我已经为该表测试了多种设置:utf8和utf16中的编码以及utf8_general_ci,utf16_general_ci和utf16_unicode_ci中的排序规则.
I have tested multiple setups for the table in question: encodings in utf8 and utf16 as well as collations in utf8_general_ci, utf16_general_ci and utf16_unicode_ci.
该搜索适用于åä特殊字符.即:
The search works for åä special characters. I.e:
select * from test where text like '%a%'
将返回文本为a,å或ä的列.但这不适用于阿拉伯语变音符号.也就是说,如果文字是بِسْمِ,而我搜寻بسم,则不会有任何点击.
Would return columns where text is a, å or ä. But it won't work with the Arabic diacritics. I.e if the text is بِسْمِ and I search for بسم, I don't get any hits.
有什么想法可以通过这个吗?
Any ideas how to get pass this?
真正的用法稍后将是PHP(一种搜索功能),但是在将其移植到PHP之前,我直接在MySQL数据库中进行测试.

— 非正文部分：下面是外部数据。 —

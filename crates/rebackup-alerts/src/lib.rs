//! rebackup Alerts - Sound and text-to-speech notifications
//!
//! Provides:
//! - [`NotificationController`] - Success/warning/error sounds with a custom
//!   override looked up by base-name, falling back to the default sound
//! - Background playback with a bounded settle wait ([`AlertTask`])
//! - Blocking text-to-speech for spoken alerts
//! - [`LogOnlyAlerts`] for hosts without audio
//!
//! ## Modules
//!
//! - [`controller`] - Alert policy (override, fallback, background playback)
//! - [`player`] - Sound player port and the external-program backend
//! - [`speech`] - Speech engine port and the external-program backend
//! - [`task`] - Handle to an in-flight alert sound
//! - `native` - In-process `rodio` backend (feature `native-audio`)

pub mod controller;
pub mod log_only;
#[cfg(feature = "native-audio")]
pub mod native;
pub mod player;
pub mod speech;
pub mod task;

use std::path::{Path, PathBuf};

use thiserror::Error;

pub use controller::{AlertSound, AlertSounds, NotificationController};
pub use log_only::LogOnlyAlerts;
#[cfg(feature = "native-audio")]
pub use native::RodioPlayer;
pub use player::{CommandPlayer, ISoundPlayer};
pub use speech::{CommandSpeechEngine, ISpeechEngine};
pub use task::AlertTask;

/// Errors from sound playback and speech backends
///
/// These never escape the [`NotificationController`]; it turns them into a
/// `false` playback result or a log line.
#[derive(Debug, Error)]
pub enum AlertError {
    /// The sound file does not exist or is not a regular file
    #[error("Sound file not found: {0}")]
    SoundNotFound(PathBuf),

    /// The backend could not play the file
    #[error("Playback of {path} failed: {reason}")]
    PlaybackFailed { path: PathBuf, reason: String },

    /// The text-to-speech engine failed
    #[error("Speech failed: {0}")]
    SpeechFailed(String),

    /// Playback was stopped by shutdown
    #[error("Playback cancelled")]
    Cancelled,

    /// No player or speech program is available on this host
    #[error("No {0} backend available")]
    NoBackend(&'static str),
}

/// Placeholder backend used when no player or speech program was found
///
/// Every call fails with [`AlertError::NoBackend`], which the controller
/// logs and otherwise ignores.
#[derive(Debug, Clone, Copy, Default)]
pub struct NoBackend;

impl ISoundPlayer for NoBackend {
    fn play(
        &self,
        _path: &Path,
        _cancel: &tokio_util::sync::CancellationToken,
    ) -> Result<(), AlertError> {
        Err(AlertError::NoBackend("sound player"))
    }
}

impl ISpeechEngine for NoBackend {
    fn speak(&self, _text: &str) -> Result<(), AlertError> {
        Err(AlertError::NoBackend("speech"))
    }
}

/// Resolves `name` to an executable path
///
/// A name containing a path separator is checked as-is; a bare name is
/// searched for in `PATH`.
pub fn find_program(name: &str) -> Option<PathBuf> {
    let candidate = Path::new(name);
    if candidate.components().count() > 1 {
        return candidate.is_file().then(|| candidate.to_path_buf());
    }
    let paths = std::env::var_os("PATH")?;
    std::env::split_paths(&paths)
        .map(|dir| dir.join(name))
        .find(|p| p.is_file())
}
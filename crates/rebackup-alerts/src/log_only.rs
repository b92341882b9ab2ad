//! Alert service for hosts without audio

use rebackup_core::ports::alerts::{AlertLevel, IAlertService};
use tracing::warn;

/// [`IAlertService`] that only writes log lines
#[derive(Debug, Clone, Copy, Default)]
pub struct LogOnlyAlerts;

impl LogOnlyAlerts {
    pub fn new() -> Self {
        Self
    }
}

#[async_trait::async_trait]
impl IAlertService for LogOnlyAlerts {
    async fn raise(&self, level: AlertLevel) {
        warn!(%level, "Alert raised (sound disabled)");
    }

    async fn speak(&self, message: &str) {
        warn!(text = message, "Alert message (speech disabled)");
    }
}

#[cfg(test)]
mod tests {
    use super::*;

    #[tokio::test]
    async fn test_log_only_alerts_never_block() {
        let alerts = LogOnlyAlerts::new();
        alerts.raise(AlertLevel::Error).await;
        alerts.speak("backup error").await;
    }
}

The real usage will later be PHP (a search function), but I'm working directly in the MySQL db just for testing before I port it over to PHP.
(来自评论)
CREATE TABLE test (
↵ id int(11) unsigned NOT NULL AUTO_INCREMENT,
↵ text text COLLATE utf8_unicode_ci,
↵ PRIMARY KEY (id)↵
) ENGINE=InnoDB AUTO_INCREMENT=7 DEFAULT CHARSET=utf8 COLLATE=utf8_unicode_ci
推荐答案
(这不是答案",而是解决方案".)
(This is not an "answer", but a "resolution".)
LIKE
似乎不适用于您的阿拉伯字符串.我不知道还有多少失败.我建议您在 http://bugs.mysql.com 上编写错误报告.这是一个测试案例,表明LIKE '...'
和LIKE '%...%'
均未找到两个字符串,而'='有效:
It seems that LIKE
does not work with your Arabic string. I don't know how much more it fails on. I recommend you write a bug report at http://bugs.mysql.com . Here is a test case that shows that neither LIKE '...'
nor LIKE '%...%'
finds both strings, whereas '=' works:
CREATE TABLE so28863402 (
id int(11) unsigned NOT NULL AUTO_INCREMENT,
txt text COLLATE utf8_unicode_ci, -- deliberate choice of COLLATION
PRIMARY KEY (id)
) ENGINE=InnoDB
DEFAULT CHARSET=utf8;
INSERT INTO so28863402 (txt) VALUES
(UNHEX('D8A8D990D8B3D992D985D990')), -- Using hex to avoid any copy/paste issues
(UNHEX('D8A8D8B3D985')); -- The values should compare equal
SELECT id, txt, HEX(txt) FROM so28863402;
SELECT txt, COUNT(*) FROM so28863402 GROUP BY txt; -- GROUP BY finds them equal.
SELECT * from so28863402
WHERE txt = 'بسم'; -- Finds both rows (correct)
SELECT * from so28863402
WHERE txt LIKE '%بسم%'; -- Finds one row (incorrect)
-- Further checks:
SELECT * FROM so28863402 WHERE txt = UNHEX( 'D8A8D8B3D985' );
SELECT * FROM so28863402 WHERE txt LIKE UNHEX( 'D8A8D8B3D985' );
SELECT * FROM so28863402 WHERE txt LIKE UNHEX('25D8A8D8B3D98525'); -- x25 is '%'
这篇关于MySQL变音符号不敏感搜索(阿拉伯语)的文章就介绍到这了,希望我们推荐的答案对大家有所帮助,也希望大家多多支持!